I created a PHP Drop Down which is populated from a MySql Database and works just fine, the problem occurs when I want to post the selected in another script. The question is how to post the data to the other script?
This is the source code of the script that implements the drop downs.
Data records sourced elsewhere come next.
//! Utility functions and helpers

pub mod crypto;
pub mod error;
pub mod storage;

pub use crypto::{decrypt_token, encrypt_token};
pub use error::{Result, UtilsError};
pub use storage::{FileStorage, LocalStorage, MemoryStorage, TokenCache, ENCRYPTED_TOKEN_KEY};

/// Render rows as a plain text table with left aligned, padded columns.
///
/// Rows may have different lengths; missing cells render empty.
pub fn render_table(header: &[String], rows: &[Vec<String>]) -> String {
    let columns = std::iter::once(header.len())
        .chain(rows.iter().map(Vec::len))
        .max()
        .unwrap_or(0);
    let mut widths = vec![0usize; columns];
    for row in std::iter::once(header).chain(rows.iter().map(Vec::as_slice)) {
        for (i, cell) in row.iter().enumerate() {
            widths[i] = widths[i].max(cell.chars().count());
        }
    }

    let render_row = |row: &[String]| -> String {
        (0..columns)
            .map(|i| {
                let cell = row.get(i).map(String::as_str).unwrap_or("");
                format!("{:<width$}", cell, width = widths[i])
            })
            .collect::<Vec<_>>()
            .join(" | ")
            .trim_end()
            .to_string()
    };

    let mut out = vec![render_row(header)];
    out.push(
        widths
            .iter()
            .map(|w| "-".repeat(*w))
            .collect::<Vec<_>>()
            .join("-+-"),
    );
    out.extend(rows.iter().map(|row| render_row(row)));
    out.join("\n")
}

/// Truncate a string to `max` characters, ending with an ellipsis when cut.
pub fn truncate(s: &str, max: usize) -> String {
    if s.chars().count() <= max {
        return s.to_string();
    }
    let mut out: String = s.chars().take(max.saturating_sub(1)).collect();
    out.push('…');
    out
}

#[cfg(test)]
mod tests {
    use super::*;

    #[test]
    fn test_render_table() {
        let header = vec!["Pk".to_string(), "Name".to_string()];
        let rows = vec![
            vec!["1".to_string(), "Assets".to_string()],
            vec!["12".to_string()],
        ];
        let table = render_table(&header, &rows);
        let lines: Vec<&str> = table.lines().collect();
        assert_eq!(lines[0], "Pk | Name");
        assert_eq!(lines[1], "---+-------");
        assert_eq!(lines[2], "1  | Assets");
        assert_eq!(lines[3], "12 |");
    }

    #[test]
    fn test_truncate() {
        assert_eq!(truncate("short", 10), "short");
        assert_eq!(truncate("a long description", 6), "a lon…");
    }
}
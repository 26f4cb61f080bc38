//! Date helpers

use chrono::{Local, NaiveDate};

pub fn today() -> NaiveDate {
    Local::now().date_naive()
}

/// Signed number of days from `d2` to `d1` (positive when `d1` is later).
pub fn days_between(d1: &NaiveDate, d2: &NaiveDate) -> i64 {
    (*d1 - *d2).num_days()
}

/// `Thursday, January 31 2019`
pub fn format_full_readable(date: &NaiveDate) -> String {
    date.format("%A, %B %-d %Y").to_string()
}

/// RGB color for a distance in days: green when close, red when far.
pub fn distance_color(days: i64) -> (u8, u8, u8) {
    let red = ((1.0 + days.unsigned_abs() as f64).ln() / 0.02174)
        .max(0.0)
        .min(255.0)
        .round() as u8;
    (red, 255 - red, 0)
}

/// `rgb(R, G, B)` string for [`distance_color`]
pub fn distance_color_css(days: i64) -> String {
    let (r, g, b) = distance_color(days);
    format!("rgb({}, {}, {})", r, g, b)
}
//! Error types for pacsweb-utils

use thiserror::Error;

/// Result type alias for utils operations.
pub type Result<T> = std::result::Result<T, UtilsError>;

#[derive(Debug, Error)]
pub enum UtilsError {
    /// Reading or writing the storage file failed
    #[error("IO error: {0}")]
    Io(#[from] std::io::Error),

    /// The storage file is not valid JSON
    #[error("JSON error: {0}")]
    Json(#[from] serde_json::Error),

    /// Key derivation or encryption failed
    #[error("Crypto error: {0}")]
    Crypto(String),

    /// The ciphertext could not be decrypted (wrong password or corrupted data)
    #[error("Failed to decrypt token")]
    Decryption,

    /// Storage lock poisoned
    #[error("Storage error: {0}")]
    Storage(String),
}

impl UtilsError {
    pub fn crypto(message: impl Into<String>) -> Self {
        Self::Crypto(message.into())
    }
}
//! Error types for pacsweb-core
//!
//! Lookups, tree construction, form validation and local storage all report
//! through [`CoreError`]. Form validation keeps every message so the caller
//! can show them all at once.

use serde::{Deserialize, Serialize};
use thiserror::Error;

use crate::types::Pk;

/// Stable identifier of a [`CoreError`] kind
#[derive(Debug, Clone, Copy, PartialEq, Eq, Serialize, Deserialize)]
#[serde(rename_all = "SCREAMING_SNAKE_CASE")]
pub enum ErrorCode {
    AccountNotFound,
    CurrencyNotFound,
    TransactionNotFound,
    MissingRoot,
    MultipleRoots,
    ValidationError,
    StorageError,
    InvalidFormat,
}

impl std::fmt::Display for ErrorCode {
    fn fmt(&self, f: &mut std::fmt::Formatter<'_>) -> std::fmt::Result {
        // Reuse the serde name so the two never drift apart.
        match serde_json::to_value(self) {
            Ok(serde_json::Value::String(name)) => f.write_str(&name),
            _ => write!(f, "{:?}", self),
        }
    }
}

#[derive(Error, Debug)]
pub enum CoreError {
    #[error("Account not found: {pk}")]
    AccountNotFound { pk: Pk },

    #[error("Currency not found: {pk}")]
    CurrencyNotFound { pk: Pk },

    #[error("Transaction not found: {pk}")]
    TransactionNotFound { pk: Pk },

    #[error("Missing root account.")]
    MissingRoot,

    #[error("Multiple root accounts.")]
    MultipleRoots,

    /// One or more form validation messages
    #[error("{}", .messages.join("; "))]
    Validation { messages: Vec<String> },

    #[error("Storage error: {0}")]
    Storage(#[from] pacsweb_utils::UtilsError),

    #[error("Invalid format: {message}")]
    InvalidFormat { message: String },
}

impl CoreError {
    pub fn validation(message: impl Into<String>) -> Self {
        CoreError::Validation {
            messages: vec![message.into()],
        }
    }

    pub fn code(&self) -> ErrorCode {
        match self {
            CoreError::AccountNotFound { .. } => ErrorCode::AccountNotFound,
            CoreError::CurrencyNotFound { .. } => ErrorCode::CurrencyNotFound,
            CoreError::TransactionNotFound { .. } => ErrorCode::TransactionNotFound,
            CoreError::MissingRoot => ErrorCode::MissingRoot,
            CoreError::MultipleRoots => ErrorCode::MultipleRoots,
            CoreError::Validation { .. } => ErrorCode::ValidationError,
            CoreError::Storage(_) => ErrorCode::StorageError,
            CoreError::InvalidFormat { .. } => ErrorCode::InvalidFormat,
        }
    }

    /// Validation messages, or the error message itself for other errors
    pub fn messages(&self) -> Vec<String> {
        match self {
            CoreError::Validation { messages } => messages.clone(),
            other => vec![other.to_string()],
        }
    }

    /// Something the user can try next, printed under the error
    pub fn hint(&self) -> Option<&'static str> {
        match self {
            CoreError::AccountNotFound { .. } => Some("Run `pacsweb accounts` to list accounts"),
            CoreError::CurrencyNotFound { .. } => {
                Some("Run `pacsweb currencies` to list currencies")
            }
            CoreError::TransactionNotFound { .. } => {
                Some("Run `pacsweb transactions` to list recent transactions")
            }
            CoreError::MissingRoot | CoreError::MultipleRoots => {
                Some("The server must hold exactly one account of type root")
            }
            CoreError::Storage(_) => Some("Check the token store file permissions"),
            CoreError::Validation { .. } | CoreError::InvalidFormat { .. } => None,
        }
    }
}

pub type CoreResult<T> = Result<T, CoreError>;
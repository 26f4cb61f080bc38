//! Calendar month arithmetic used by the evolution reports

use chrono::{Datelike, NaiveDate};
use serde::{Deserialize, Serialize};

/// Month of the year
#[derive(Debug, Clone, Copy, PartialEq, Eq, PartialOrd, Ord, Hash, Serialize, Deserialize)]
pub enum Month {
    January,
    February,
    March,
    April,
    May,
    June,
    July,
    August,
    September,
    October,
    November,
    December,
}

/// All months in calendar order
pub const MONTHS: [Month; 12] = [
    Month::January,
    Month::February,
    Month::March,
    Month::April,
    Month::May,
    Month::June,
    Month::July,
    Month::August,
    Month::September,
    Month::October,
    Month::November,
    Month::December,
];

impl Month {
    /// Zero based index (January is 0)
    pub fn index(&self) -> u32 {
        *self as u32
    }

    pub fn from_index(index: u32) -> Option<Month> {
        MONTHS.get(index as usize).copied()
    }

    pub fn name(&self) -> &'static str {
        match self {
            Month::January => "January",
            Month::February => "February",
            Month::March => "March",
            Month::April => "April",
            Month::May => "May",
            Month::June => "June",
            Month::July => "July",
            Month::August => "August",
            Month::September => "September",
            Month::October => "October",
            Month::November => "November",
            Month::December => "December",
        }
    }
}

impl std::fmt::Display for Month {
    fn fmt(&self, f: &mut std::fmt::Formatter<'_>) -> std::fmt::Result {
        write!(f, "{}", self.name())
    }
}

impl std::str::FromStr for Month {
    type Err = String;
    fn from_str(s: &str) -> Result<Self, Self::Err> {
        month_index(s)
            .and_then(Month::from_index)
            .ok_or_else(|| format!("Unkown month {:?}", s))
    }
}

/// Index of a month name, `None` for unknown names
pub fn month_index(name: &str) -> Option<u32> {
    MONTHS
        .iter()
        .position(|m| m.name().eq_ignore_ascii_case(name.trim()))
        .map(|i| i as u32)
}

/// A month of a given year
#[derive(Debug, Clone, Copy, PartialEq, Eq, Hash, Serialize, Deserialize)]
pub struct YearMonth {
    pub month: Month,
    pub year: i32,
}

/// First and last day of a month, both inclusive
pub type Period = (NaiveDate, NaiveDate);

impl YearMonth {
    pub fn new(month: Month, year: i32) -> Self {
        Self { month, year }
    }

    /// `November/2018`
    pub fn to_label(&self) -> String {
        format!("{}/{}", self.month, self.year)
    }

    /// Monotonic number used to order months
    pub fn as_number(&self) -> i64 {
        self.year as i64 * 12 + self.month.index() as i64
    }

    fn from_number(n: i64) -> Option<Self> {
        let year = i32::try_from(n.div_euclid(12)).ok()?;
        let month = Month::from_index(n.rem_euclid(12) as u32)?;
        Some(Self { month, year })
    }

    pub fn next(&self) -> Option<Self> {
        Self::from_number(self.as_number() + 1)
    }

    pub fn first_day(&self) -> Option<NaiveDate> {
        NaiveDate::from_ymd_opt(self.year, self.month.index() + 1, 1)
    }

    pub fn last_day(&self) -> Option<NaiveDate> {
        self.next()?.first_day()?.pred_opt()
    }

    /// `[first day, last day]` of the month
    pub fn to_period(&self) -> Option<Period> {
        Some((self.first_day()?, self.last_day()?))
    }

    /// The month a period starts in
    pub fn from_period(period: &Period) -> Option<Self> {
        Self::from_date(&period.0)
    }

    pub fn from_date(date: &NaiveDate) -> Option<Self> {
        Some(Self {
            month: Month::from_index(date.month0())?,
            year: date.year(),
        })
    }
}

impl PartialOrd for YearMonth {
    fn partial_cmp(&self, other: &Self) -> Option<std::cmp::Ordering> {
        Some(self.cmp(other))
    }
}

impl Ord for YearMonth {
    fn cmp(&self, other: &Self) -> std::cmp::Ordering {
        self.as_number().cmp(&other.as_number())
    }
}

impl std::fmt::Display for YearMonth {
    fn fmt(&self, f: &mut std::fmt::Formatter<'_>) -> std::fmt::Result {
        write!(f, "{}", self.to_label())
    }
}

impl std::str::FromStr for YearMonth {
    type Err = String;
    /// Parses `November/2018`
    fn from_str(s: &str) -> Result<Self, Self::Err> {
        let (month, year) = s
            .split_once('/')
            .ok_or_else(|| format!("Expected <Month>/<Year>, found {:?}", s))?;
        let year = year
            .trim()
            .parse::<i32>()
            .map_err(|_| format!("Invalid year {:?}", year))?;
        Ok(Self {
            month: month.parse()?,
            year,
        })
    }
}

/// Every month from `start` to `end`, both inclusive. Empty if `start > end`.
pub fn months_between(start: &YearMonth, end: &YearMonth) -> Vec<YearMonth> {
    (start.as_number()..=end.as_number())
        .filter_map(YearMonth::from_number)
        .collect()
}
Please Help!!!!

<?php
$conn = mysql_connect("localhost", "admin", "admin");

if (!$conn) {
    echo "Unable to connect to DB: " . mysql_error();
    exit;
}

if (!mysql_select_db("ekupuvac")) {
    echo "Unable to select EKupuvac: " . mysql_error();
    exit;
}

$query = "SELECT ImeK, KupuvacID FROM kupuvac ORDER BY Saldo DESC";
$result = mysql_query($query) or die(mysql_error());

if (!$result) {
    echo "Could not successfully run query ($query) from DB: " . mysql_error();
    exit;
}

if (mysql_num_rows($result) == 0) {
    echo "No rows found, nothing to print so I am exiting";
    exit;
}

$dropdown = "<select name='ImeK'>";
while($row = mysql_fetch_assoc($result)) {
$dropdown.= "\r\n<option value='{$row['KupuvacID']}'>{$row['ImeK']}</option>";
}
$dropdown .= "\r\n</select>";

echo"Izberi Kupuvac:";
echo $dropdown;

// Second Combo

$conn = mysql_connect("localhost", "admin", "admin");

if (!$conn) {
    echo "Unable to connect to DB: " . mysql_error();
    exit;
}

if (!mysql_select_db("ekupuvac")) {
    echo "Unable to select EKupuvac: " . mysql_error();
    exit;
}

$query2 = "SELECT ImeP, ProzivodID FROM proizvod ORDER BY ImeP";
$result2 = mysql_query($query2) or die(mysql_error());

if (!$result2) {
    echo "Could not successfully run query ($query2) from DB: " . mysql_error();
    exit;
}

if (mysql_num_rows($result2) == 0) {
    echo "No rows found, nothing to print so I am exiting";
    exit;
}

$dropdown2 = "<select name='ImeP'>";
while($row = mysql_fetch_assoc($result2)) {
$dropdown2.= "\r\n<option value='{$row['ProzivodID']}'>{$row['ImeP']}</option>";
}
$dropdown2.= "\r\n</select>";

echo"<br> Izberi Proizvod:";
echo $dropdown2;
echo"<br>";

mysql_free_result($result);
?>